LONGYEARBYEN, TELISIK.ID - Kematian merupakan hal yang tak bisa diatur oleh manusia. Karena pada dasarnya ajal tak bisa diketahui oleh semua orang kapan ia akan tiba, sebab semua itu adalah rahasia Tuhan.

Lantas bagaimana jika ada sebuah kota yang melarang penduduknya untuk meninggal dunia? Bahkan menjadikan hal tersebut sebagai aturan dalam undang-undang?

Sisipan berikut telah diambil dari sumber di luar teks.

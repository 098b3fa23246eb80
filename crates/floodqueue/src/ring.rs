use crate::error::RingError;
use crate::invariants::{
    debug_assert_bounded_count, debug_assert_resize_fits, debug_assert_ring_consistent,
};
use crate::message::Message;

/// A growable circular buffer of owned [`Message`]s.
///
/// Not thread-safe on its own — every public method here assumes the
/// caller already holds the [`Queue`](crate::Queue)'s mutex. One slot is
/// always left empty so `count == capacity` (full) is distinguishable
/// from `count == 0` (empty) without a separate flag.
pub struct Ring {
    slots: Vec<Option<Message>>,
    head: usize,
    tail: usize,
    count: usize,
}

impl Ring {
    /// Creates a ring with the given allocated capacity (usable slots + 1).
    pub fn new(capacity: usize) -> Self {
        let mut slots = Vec::with_capacity(capacity);
        slots.resize_with(capacity, || None);
        Self {
            slots,
            head: 0,
            tail: 0,
            count: 0,
        }
    }

    /// Current number of allocated slots.
    #[must_use]
    pub fn capacity(&self) -> usize {
        self.slots.len()
    }

    /// Number of messages currently held.
    #[must_use]
    pub fn count(&self) -> usize {
        self.count
    }

    /// `count == capacity - 1`: no more slots can be used without growing.
    #[must_use]
    pub fn is_full(&self) -> bool {
        self.count == self.capacity() - 1
    }

    /// `count == 0`.
    #[must_use]
    pub fn is_empty(&self) -> bool {
        self.count == 0
    }

    /// Fill ratio as a percentage: `count * 100 / (capacity - 1)`.
    ///
    /// Defined as `0` when `capacity <= 1` to avoid division by zero.
    #[must_use]
    pub fn fill_percent(&self) -> u32 {
        let usable = self.capacity().saturating_sub(1);
        if usable == 0 {
            0
        } else {
            ((self.count as u64 * 100) / usable as u64) as u32
        }
    }

    /// Places `msg` at `head` and advances it.
    ///
    /// # Errors
    ///
    /// Returns [`RingError::Full`] if `count == capacity - 1`; the caller
    /// should treat this as a dropped message, not store anything.
    pub fn push(&mut self, msg: Message) -> Result<(), RingError> {
        if self.is_full() {
            return Err(RingError::Full {
                capacity: self.capacity(),
            });
        }

        // Defensive: under the invariants this slot is always `None`. If it
        // somehow isn't, drop the stale message rather than leak it.
        if self.slots[self.head].take().is_some() {
            tracing::debug!(index = self.head, "overwriting non-empty ring slot");
        }
        self.slots[self.head] = Some(msg);
        self.head = (self.head + 1) % self.capacity();
        self.count += 1;

        debug_assert_bounded_count!(self.count, self.capacity());
        debug_assert_ring_consistent!(self.tail, self.count, self.capacity(), self.head);
        Ok(())
    }

    /// Takes the message at `tail` and advances it. Returns `None` if empty.
    pub fn pop(&mut self) -> Option<Message> {
        if self.is_empty() {
            return None;
        }
        let msg = self.slots[self.tail].take();
        self.tail = (self.tail + 1) % self.capacity();
        self.count -= 1;
        debug_assert_ring_consistent!(self.tail, self.count, self.capacity(), self.head);
        msg
    }

    /// Grows the ring to `new_capacity`, repacking live messages to
    /// `[0, count)` in pop order so FIFO order survives regardless of the
    /// old head/tail wrap position.
    ///
    /// # Errors
    ///
    /// Returns [`RingError::ResizeTooSmall`] if `new_capacity` cannot hold
    /// every live message plus the reserved slot; the ring is left
    /// unchanged in that case.
    pub fn resize(&mut self, new_capacity: usize) -> Result<(), RingError> {
        debug_assert_resize_fits!(new_capacity, self.count);
        if new_capacity < self.count + 1 {
            return Err(RingError::ResizeTooSmall {
                target: new_capacity,
                count: self.count,
            });
        }

        let mut new_slots = Vec::with_capacity(new_capacity);
        new_slots.resize_with(new_capacity, || None);

        let mut idx = self.tail;
        for new_slot in new_slots.iter_mut().take(self.count) {
            *new_slot = self.slots[idx].take();
            idx = (idx + 1) % self.slots.len();
        }

        self.slots = new_slots;
        self.tail = 0;
        self.head = self.count;
        Ok(())
    }

    /// Drains every remaining message, releasing them. Used by
    /// [`Queue::destroy`](crate::Queue::destroy).
    pub fn drain_all(&mut self) -> usize {
        let mut freed = 0;
        while self.pop().is_some() {
            freed += 1;
        }
        freed
    }
}

#[cfg(test)]
mod tests {
    use super::*;

    #[test]
    fn push_pop_preserves_fifo_order() {
        let mut ring = Ring::new(5);
        ring.push(Message::from("a")).unwrap();
        ring.push(Message::from("b")).unwrap();
        ring.push(Message::from("c")).unwrap();

        assert_eq!(ring.pop().unwrap().as_bytes(), b"a");
        assert_eq!(ring.pop().unwrap().as_bytes(), b"b");
        assert_eq!(ring.pop().unwrap().as_bytes(), b"c");
        assert!(ring.pop().is_none());
    }

    #[test]
    fn push_fails_when_full_one_slot_reserved() {
        let mut ring = Ring::new(4); // usable = 3
        ring.push(Message::from("a")).unwrap();
        ring.push(Message::from("b")).unwrap();
        ring.push(Message::from("c")).unwrap();
        assert!(ring.is_full());
        assert!(matches!(
            ring.push(Message::from("d")),
            Err(RingError::Full { capacity: 4 })
        ));
    }

    #[test]
    fn resize_preserves_order_across_a_wrapped_ring() {
        let mut ring = Ring::new(4); // usable = 3
        ring.push(Message::from("a")).unwrap();
        ring.push(Message::from("b")).unwrap();
        ring.push(Message::from("c")).unwrap();
        // Pop two, push two more so head/tail wrap around the backing vec.
        assert_eq!(ring.pop().unwrap().as_bytes(), b"a");
        assert_eq!(ring.pop().unwrap().as_bytes(), b"b");
        ring.push(Message::from("d")).unwrap();
        ring.push(Message::from("e")).unwrap();

        ring.resize(8).unwrap();
        assert_eq!(ring.capacity(), 8);
        assert_eq!(ring.count(), 3);
        assert_eq!(ring.pop().unwrap().as_bytes(), b"c");
        assert_eq!(ring.pop().unwrap().as_bytes(), b"d");
        assert_eq!(ring.pop().unwrap().as_bytes(), b"e");
    }

    #[test]
    fn resize_rejects_target_too_small_for_live_messages() {
        let mut ring = Ring::new(8);
        for c in "abcde".chars() {
            ring.push(Message::from(c.to_string().as_str())).unwrap();
        }
        assert!(matches!(
            ring.resize(4),
            Err(RingError::ResizeTooSmall {
                target: 4,
                count: 5
            })
        ));
        // Unchanged on failure.
        assert_eq!(ring.capacity(), 8);
        assert_eq!(ring.count(), 5);
    }

    #[test]
    fn fill_percent_is_zero_for_degenerate_capacity() {
        let ring = Ring::new(1);
        assert_eq!(ring.fill_percent(), 0);
    }

    #[test]
    fn drain_all_returns_and_empties() {
        let mut ring = Ring::new(4);
        ring.push(Message::from("a")).unwrap();
        ring.push(Message::from("b")).unwrap();
        assert_eq!(ring.drain_all(), 2);
        assert!(ring.is_empty());
    }

    proptest::proptest! {
        /// A ring that is only ever pushed (up to its capacity) and popped
        /// one-for-one, with occasional growth resizes interleaved, returns
        /// messages in the exact order they were pushed.
        #[test]
        fn fifo_survives_interleaved_push_pop_and_resize(
            ops in proptest::collection::vec(0u8..=2, 1..200),
        ) {
            let mut ring = Ring::new(4);
            let mut model: std::collections::VecDeque<Message> = std::collections::VecDeque::new();
            let mut next_id = 0u64;

            for op in ops {
                match op {
                    0 => {
                        let msg = Message::from(next_id.to_string().as_str());
                        next_id += 1;
                        if ring.push(msg.clone()).is_ok() {
                            model.push_back(msg);
                        }
                    }
                    1 => {
                        let popped = ring.pop();
                        let expected = model.pop_front();
                        proptest::prop_assert_eq!(popped, expected);
                    }
                    _ => {
                        let target = ring.capacity() * 2;
                        let _ = ring.resize(target);
                    }
                }
                proptest::prop_assert!(ring.count() <= ring.capacity() - 1);
            }
        }
    }
}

Mengutip dari kompas.com, sebuah undang-undang unik, lucu sekaligus aneh digulirkan di suatu tempat di Norwegia. Di daerah itu ada ketetapan bahwa siapapun yang meninggal dunia dianggap melanggar hukum.

Longyearbyen, sebuah daerah terpencil di kepulauan Svalbard dengan populasi 2.000 penduduk, membuat aturan yang melarang kematian seseorang.

Artinya, penduduk yang sakit parah harus dibawa sejauh ratusan kilometer ke arah selatan saat hari-hari terakhir dalam hidup mereka.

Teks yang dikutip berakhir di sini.